As the project progressed, a small group of pilot users helped fine-tune Unity. Most LANSA development and JDE integration was performed by Steinacher, while several programmers provided integration support for the other backend systems. From concept to pilot, the project required roughly three months.
Without having to code at sockets level we can populate spreadsheets and web pages with data from multiple backend databases.
Sales reps, customer service personnel and other users rely on Unity to access data from across the company. A staff member in an East Coast plant can easily view orders at a facility in California, for example. The need to call around has been greatly reduced.
“With LANSA we created an intuitive, modern web application that offers lots of context sensitive help and instructions. It even has its own FAQ to answer common questions. There is virtually no need for training. If you can use google, you can use Unity.”
Theresa Kasesnik, an Account Executive at Cenveo Envelope’s New York facility, agrees. Kasesnik piloted Unity and contributed to its success. Given that most of her business revolves around custom orders, she receives lots of phone calls about envelope specifications – sizes, colors, materials, prices, availability etcetera.
“With Unity, I can locate orders instantly,” says Kasesnik. “For example, if a customer calls about a specific order, but all he or she knows is that it was for a 9-by-12 white wove envelope, I can find all the orders that match that specification, regardless of where they were processed. I can then zoom in on the results with other criteria and view invoices in PDF format. Also, I can sort the information on my screen in any way I want, which makes it easy to analyze data right in my browser,” continues Kasesnik.
“Being able to view what was ordered at other locations and at which price, helps me to give better advice to customers. I estimate that Unity has increased my efficiency level by 20% to 30%”, she concludes. “For the customer, that means getting all their questions answered in one phone call.”

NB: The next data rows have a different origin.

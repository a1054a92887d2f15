//! Builder for unsigned transactions.
//!
//! # Example
//!
//! ```
//! use mvx_kit::{Config, Egld, TransactionBuilder};
//!
//! let config = Config::devnet();
//! let tx = TransactionBuilder::new(&config)
//!     .sender("erd1qyu5wthldzr8wx5c9ucg8kjagg0jfs53s8nr3zpz3hypefsdd8ssycr6th")
//!     .receiver("erd1spyavw0956vq68xj8y4tenjpq2wd5a9p2c6j8gsz7ztyrnpxrruqzu66jx")
//!     .value("1 EGLD")
//!     .nonce(7)
//!     .gas_limit(50_000)
//!     .data("hello")
//!     .build()
//!     .unwrap();
//!
//! assert_eq!(tx.chain_id, "D");
//! assert_eq!(tx.value, Egld::from_egld(1));
//! assert_eq!(tx.data.as_deref(), Some("aGVsbG8="));
//! ```

use base64::{Engine as _, engine::general_purpose::STANDARD};

use crate::error::{Error, ParseAddressError, ParseAmountError};
use crate::types::{Address, Egld, IntoEgld, Transaction};

use super::config::Config;

/// Builder for a single [`Transaction`].
///
/// Setters never fail; conversion errors are reported by
/// [`build`](Self::build) after the required-parameter checks.
pub struct TransactionBuilder<'a> {
    config: &'a Config,
    sender: Option<Result<Address, ParseAddressError>>,
    receiver: Option<Result<Address, ParseAddressError>>,
    value: Option<Result<Egld, ParseAmountError>>,
    nonce: Option<u64>,
    gas_limit: Option<u64>,
    data: Option<String>,
    gas_price: Option<u64>,
    version: Option<u32>,
}

impl<'a> TransactionBuilder<'a> {
    /// Start a transaction using `config` for chain id and defaults.
    pub fn new(config: &'a Config) -> Self {
        Self {
            config,
            sender: None,
            receiver: None,
            value: None,
            nonce: None,
            gas_limit: None,
            data: None,
            gas_price: None,
            version: None,
        }
    }

    /// Set the sending (and signing) address.
    pub fn sender(mut self, address: impl AsRef<str>) -> Self {
        self.sender = Some(Address::new(address));
        self
    }

    /// Set the receiving address.
    pub fn receiver(mut self, address: impl AsRef<str>) -> Self {
        self.receiver = Some(Address::new(address));
        self
    }

    /// Set the native amount to move.
    pub fn value(mut self, amount: impl IntoEgld) -> Self {
        self.value = Some(amount.into_egld());
        self
    }

    /// Set the sender's account nonce.
    pub fn nonce(mut self, nonce: u64) -> Self {
        self.nonce = Some(nonce);
        self
    }

    /// Set the gas limit.
    pub fn gas_limit(mut self, gas_limit: u64) -> Self {
        self.gas_limit = Some(gas_limit);
        self
    }

    /// Set the raw call data. An empty string means no data.
    pub fn data(mut self, data: impl Into<String>) -> Self {
        self.data = Some(data.into());
        self
    }

    /// Override the configured gas price.
    pub fn gas_price(mut self, gas_price: u64) -> Self {
        self.gas_price = Some(gas_price);
        self
    }

    /// Override the configured transaction version.
    pub fn version(mut self, version: u32) -> Self {
        self.version = Some(version);
        self
    }

    /// Validate the parameters and produce the unsigned transaction.
    ///
    /// Required parameters are checked in the order `sender`, `receiver`,
    /// `value`, `nonce`, `gasLimit`; the first one missing is reported as
    /// [`Error::MissingParameter`].
    pub fn build(self) -> Result<Transaction, Error> {
        let sender = self.sender.ok_or(Error::MissingParameter("sender"))??;
        let receiver = self.receiver.ok_or(Error::MissingParameter("receiver"))??;
        let value = self.value.ok_or(Error::MissingParameter("value"))??;
        let nonce = self.nonce.ok_or(Error::MissingParameter("nonce"))?;
        let gas_limit = self.gas_limit.ok_or(Error::MissingParameter("gasLimit"))?;

        let data = self
            .data
            .filter(|d| !d.is_empty())
            .map(|d| STANDARD.encode(d.as_bytes()));

        let tx = Transaction {
            nonce,
            value,
            receiver,
            sender,
            gas_price: self.gas_price.unwrap_or(self.config.default_gas_price),
            gas_limit,
            data,
            chain_id: self.config.chain_id().to_string(),
            version: self.version.unwrap_or(self.config.default_tx_version),
        };

        tracing::debug!(
            chain_id = %tx.chain_id,
            nonce = tx.nonce,
            receiver = %tx.receiver,
            "transaction prepared"
        );
        Ok(tx)
    }
}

Steinacher points out that from a cost perspective, it is a big plus that Unity is browser-based. “Both Baan and JD Edwards charge license fees per user. With LANSA, we developed a solution that reduces our need for additional licenses. Technology that improves service and helps the bottom line is sorely needed in today’s climate”, says Steinacher.
With LANSA we developed a solution that improves service and helps the bottom line.
“We plan to continue using LANSA to deliver innovative solutions,” says Steinacher. “Our focus is always on the customer. For the technology group, that means using our expertise to help the company build tighter relationships with its customer base. Whether it’s letting customers view data over the web or integrating their systems with our own, LANSA helps.”
“In lean times, productivity is more important than ever”, concludes Steinacher. “We can’t afford to spend hours writing low-level code if tools can do it for us. LANSA’s IDE comes with an editor, compiler, debugger, data dictionary and page designer. Also, because of its Framework, it provides a structured, rapid-development environment. It’s the most pragmatic development solution I’ve seen.”
We can’t afford to spend hours writing low-level code if tools can do it for us, in lean times productivity is more important than ever.